Task directions:
Scan the entries below. List each line with "RollCommand".

Material supplied:
···

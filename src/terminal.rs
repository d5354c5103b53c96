//! The command terminal hosted inside terminal windows.
//!
//! A line typed by the user goes through [`tokenize`], then
//! [`parse_command`], then is resolved through the [`CommandRegistry`] and
//! run by [`execute_command`] against a [`CommandContext`] carrying whatever
//! capabilities the host provides.

pub mod builtins;
pub mod command;
pub mod context;
pub mod executor;
pub mod help;
pub mod parser;
pub mod registry;
pub mod tokenizer;

pub use command::{ArgSpec, Category, Command, CommandOutput, CommandSpec};
pub use context::{
    Announcer, CommandContext, DiceRoller, PartyRequest, PartyService, User, WindowControl,
};
pub use executor::execute_command;
pub use help::generate_help;
pub use parser::{ParsedCommand, parse_command};
pub use registry::CommandRegistry;
pub use tokenizer::tokenize;
//! Commands available in every terminal.

mod admin;
mod dice;
mod general;
mod party;
mod window;

use std::sync::Arc;

pub use admin::{AdminCommand, AnnouncementCommand};
pub use dice::{DiceError, DiceExpression, RollCommand, ThreadRngRoller};
pub use general::{ClearCommand, DebugCommand, HelpCommand, VersionCommand};
pub use party::PartyCommand;
pub use window::{TransformCommand, WindowCommand};

use super::command::Command;
use crate::model::WindowType;

pub fn all() -> Vec<Arc<dyn Command>> {
    vec![
        Arc::new(HelpCommand::new()),
        Arc::new(ClearCommand::new()),
        Arc::new(VersionCommand::new()),
        Arc::new(RollCommand::new()),
        Arc::new(TransformCommand::new(
            "terminal",
            &["term"],
            "Turn this window into a terminal",
            WindowType::Terminal,
        )),
        Arc::new(TransformCommand::new(
            "explorer",
            &[],
            "Turn this window into a file explorer",
            WindowType::Explorer,
        )),
        Arc::new(TransformCommand::new(
            "chat",
            &[],
            "Turn this window into a chat",
            WindowType::Chat,
        )),
        Arc::new(AdminCommand::new()),
        Arc::new(WindowCommand::new()),
        Arc::new(PartyCommand::new()),
        Arc::new(DebugCommand::new()),
        Arc::new(AnnouncementCommand::new()),
    ]
}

···

Worked solution:
pub use dice::{DiceError, DiceExpression, RollCommand, ThreadRngRoller};
        Arc::new(RollCommand::new()),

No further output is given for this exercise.